Josephine Davison (born 1973) is a New Zealand actress. She is known for playing Gina Rossi-Dodds in Shortland Street, Suzy Hong in Outrageous Fortune, and Morgana in Power Rangers S.P.D.

==Biography==
Josephine Davidson was born in 1973. She began her career with three years in the soap opera Shortland Street as cafe owner Gina Rossi (later Gina Rossi-Dodds), a founding member of the show's cast. In 1992, she appeared in the music video of Greg Johnson's song "Isabelle".

She was in the 1997 New Zealand film Topless Women Talk About Their Lives. She appeared on Outrageous Fortune as Triad wife Suzy Hong. She also appeared on City Life (1996-1998) as Aimee, Street Legal (2000) as Lily Alexander, Mataku (2001–2005) as Sally, Secret Agent Men (2003–2004) as Dakota Jones, Orange Roughies (2006–2007) as Jackie, The Almighty Johnsons (2011–2013) as Elisabet, and Westside (2015) as Lois. Writing for The New Zealand Herald, Kerri Jackson said of Davison's career: "When you take a peek at [it] it's like looking at a snapshot of the country's recent television history".

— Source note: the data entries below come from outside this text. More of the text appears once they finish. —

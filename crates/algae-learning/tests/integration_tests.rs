//! Integration tests for training, artifact persistence and prediction.
//!
//! These tests load the CSV fixture, train into a temporary directory and
//! query the stored models through the public API.

use algae_learning::{
    FeatureEncoder, FsArtifactStore, LearningError, MetricKind, PredictionRequest,
    PredictionService, SUMMARY_KEY, SeasonalDefaults, SpeciesModel, SpeciesOutcome, Trainer,
    TrainingConfig, TrainingSummary, best_models,
};
use algae_processing::{Dataset, DatasetLoader, Season};
use pretty_assertions::assert_eq;
use std::path::PathBuf;
use std::sync::Arc;
use tempfile::TempDir;

// ============================================================================
// Helper Functions
// ============================================================================

const TRAINED: &str = "Ulva lactuca";
const SKIPPED: &str = "Caulerpa sertularioides";

fn fixture(filename: &str) -> PathBuf {
    PathBuf::from(env!("CARGO_MANIFEST_DIR"))
        .join("tests/fixtures")
        .join(filename)
}

fn load_fixture() -> Dataset {
    DatasetLoader::new()
        .load_csv(fixture("training.csv"))
        .expect("fixture should load")
}

/// Train the fixture into a fresh directory.
fn train_fixture() -> (TempDir, Arc<FsArtifactStore>, TrainingSummary) {
    let dir = tempfile::tempdir().unwrap();
    let store = Arc::new(FsArtifactStore::new(dir.path().join("models")));
    let config = TrainingConfig::builder()
        .min_samples(30)
        .models_dir(dir.path().join("models"))
        .build()
        .unwrap();

    let summary = Trainer::builder()
        .config(config)
        .store(store.clone())
        .build()
        .unwrap()
        .train_all(load_fixture().observations())
        .unwrap();
    (dir, store, summary)
}

// ============================================================================
// Training Tests
// ============================================================================

#[test]
fn test_fixture_loads_all_rows() {
    let dataset = load_fixture();
    assert_eq!(dataset.len(), 50);
    assert_eq!(dataset.species_list(), vec![SKIPPED, TRAINED]);
    assert_eq!(dataset.filter_by_species(TRAINED).len(), 40);
}

#[test]
fn test_train_all_outcomes() {
    let (_dir, _store, summary) = train_fixture();

    assert_eq!(summary.len(), load_fixture().species_list().len());
    assert_eq!(summary.successful(), vec![TRAINED]);

    let skipped = summary.get(SKIPPED).unwrap();
    assert_eq!(skipped.status(), "skipped");
    assert!(skipped.reason().unwrap().contains("10 < 30"));

    match summary.get(TRAINED).unwrap() {
        SpeciesOutcome::Success {
            n_samples,
            metrics,
            model_file,
            encoder_file,
        } => {
            assert_eq!(*n_samples, 40);
            assert_eq!(metrics.n_test_samples, 8);
            assert_eq!(metrics.n_train_samples, 32);
            assert_eq!(model_file, "model_Ulva_lactuca.json");
            assert_eq!(encoder_file, "encoder_Ulva_lactuca.json");
        }
        other => panic!("expected success, got {other:?}"),
    }
}

#[test]
fn test_artifacts_are_written_and_loadable() {
    let (dir, _, summary) = train_fixture();
    let models = dir.path().join("models");

    assert!(models.join(SUMMARY_KEY).is_file());
    assert!(models.join("model_Ulva_lactuca.json").is_file());
    assert!(models.join("encoder_Ulva_lactuca.json").is_file());
    assert!(!models.join("model_Caulerpa_sertularioides.json").exists());

    let model_json = std::fs::read_to_string(models.join("model_Ulva_lactuca.json")).unwrap();
    let model = SpeciesModel::deserialize(&model_json).unwrap();
    assert_eq!(model.species(), TRAINED);
    assert_eq!(
        model.metrics(),
        summary.get(TRAINED).and_then(SpeciesOutcome::metrics)
    );

    let encoder_json = std::fs::read_to_string(models.join("encoder_Ulva_lactuca.json")).unwrap();
    let encoder = FeatureEncoder::deserialize(&encoder_json).unwrap();
    // three seasons: five numeric inputs plus two indicators, degree 2
    assert_eq!(encoder.feature_info().unwrap().n_polynomial_features, 35);

    let reloaded = TrainingSummary::load(&FsArtifactStore::new(&models)).unwrap();
    assert_eq!(reloaded, summary);
}

#[test]
fn test_training_is_reproducible() {
    let (_a, _, first) = train_fixture();
    let (_b, _, second) = train_fixture();
    assert_eq!(first, second);
}

#[test]
fn test_stored_model_predictions_match_in_memory_model() {
    let dataset = load_fixture();
    let rows = dataset.filter_by_species(TRAINED);

    let mut encoder = FeatureEncoder::new(2);
    let (x, y) = encoder.fit_transform(&rows).unwrap();
    let mut model = SpeciesModel::new(TRAINED, 1.0);
    model.train(&x, &y, 0.2, 42).unwrap();

    let encoder2 = FeatureEncoder::deserialize(&encoder.serialize().unwrap()).unwrap();
    let model2 = SpeciesModel::deserialize(&model.serialize().unwrap()).unwrap();

    let before = model.predict(&encoder.transform(&rows).unwrap()).unwrap();
    let after = model2.predict(&encoder2.transform(&rows).unwrap()).unwrap();
    assert_eq!(
        before.iter().map(|v| v.to_bits()).collect::<Vec<_>>(),
        after.iter().map(|v| v.to_bits()).collect::<Vec<_>>()
    );
    assert!(before.iter().all(|v| *v >= 0.0));
}

// ============================================================================
// Prediction Tests
// ============================================================================

#[test]
fn test_predict_trained_species() {
    let (_dir, store, summary) = train_fixture();
    let service = PredictionService::new(store, SeasonalDefaults::default());

    let prediction = service
        .predict(&PredictionRequest::new(TRAINED, "S1", "2025-07-15"))
        .unwrap();

    assert_eq!(prediction.season, Season::Rainy);
    assert_eq!(prediction.inputs_used.temperature, 26.5);
    assert!(prediction.estimate >= 0.0);
    assert_eq!(prediction.estimate, (prediction.estimate * 100.0).round() / 100.0);

    let test = summary.get(TRAINED).unwrap().metrics().unwrap().test;
    assert_eq!(prediction.confidence.r2, (test.r2 * 10_000.0).round() / 10_000.0);
    assert_eq!(prediction.confidence.rmse, (test.rmse * 100.0).round() / 100.0);
    assert_eq!(prediction.confidence.mae, (test.mae * 100.0).round() / 100.0);
}

#[test]
fn test_predict_errors() {
    let (_dir, store, _) = train_fixture();
    let service = PredictionService::new(store, SeasonalDefaults::default());

    let err = service
        .predict(&PredictionRequest::new("Sargassum", "S1", "2025-07-15"))
        .unwrap_err();
    assert!(matches!(err, LearningError::UnknownSpecies(_)));

    let err = service
        .predict(&PredictionRequest::new(SKIPPED, "S1", "2025-07-15"))
        .unwrap_err();
    assert!(matches!(err, LearningError::UnknownSpecies(_)));

    let err = service
        .predict(&PredictionRequest::new(TRAINED, "S1", "15-07-2025"))
        .unwrap_err();
    assert!(matches!(err, LearningError::InvalidDate(_)));
    assert!(err.is_client_error());
}

#[test]
fn test_prediction_without_training_summary() {
    let dir = tempfile::tempdir().unwrap();
    let service = PredictionService::new(
        Arc::new(FsArtifactStore::new(dir.path())),
        SeasonalDefaults::default(),
    );
    let err = service
        .predict(&PredictionRequest::new(TRAINED, "S1", "2025-07-15"))
        .unwrap_err();
    assert_eq!(err.error_code(), "ARTIFACT_NOT_FOUND");
}

#[test]
fn test_projection_and_info() {
    let (_dir, store, _) = train_fixture();
    let service = PredictionService::new(store, SeasonalDefaults::default());

    let year = service.predict_year(TRAINED, 2026).unwrap();
    assert_eq!(year.len(), 12);
    assert_eq!(year[6].season, Season::Rainy);

    let dataset = load_fixture();
    let info = service.species_info(TRAINED, Some(&dataset)).unwrap();
    assert_eq!(info.total_samples, 40);
    let stats = info.biomass.unwrap();
    assert_eq!(stats.count, 40);
    assert_eq!(Some(stats.max), dataset.max_biomass(TRAINED));
}

// ============================================================================
// Ranking Tests
// ============================================================================

#[test]
fn test_best_models_from_stored_summary() {
    let (_dir, store, _) = train_fixture();
    let summary = TrainingSummary::load(store.as_ref()).unwrap();

    let ranked = best_models(&summary, 10, MetricKind::Rmse);
    assert_eq!(ranked.len(), 1);
    assert_eq!(ranked[0].species, TRAINED);
    assert_eq!(ranked[0].metric, MetricKind::Rmse);
    assert_eq!(ranked[0].value, ranked[0].rmse_test);
}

She portrayed the villain Morgana in Power Rangers S.P.D., and voiced Itassis in Power Rangers Mystic Force and Solon in Power Rangers Dino Fury. She appeared several times in both Hercules: The Legendary Journeys and its spinoff Xena: Warrior Princess, each time playing a different role (Ramina, Princess Alexa, Arachne and Amensu in Hercules; Queen Cleopatra and Artemis in Xena).

She has also acted on stage in The Only Child in New Zealand, an adaptation of Henrik Ibsen's Little Eyolf.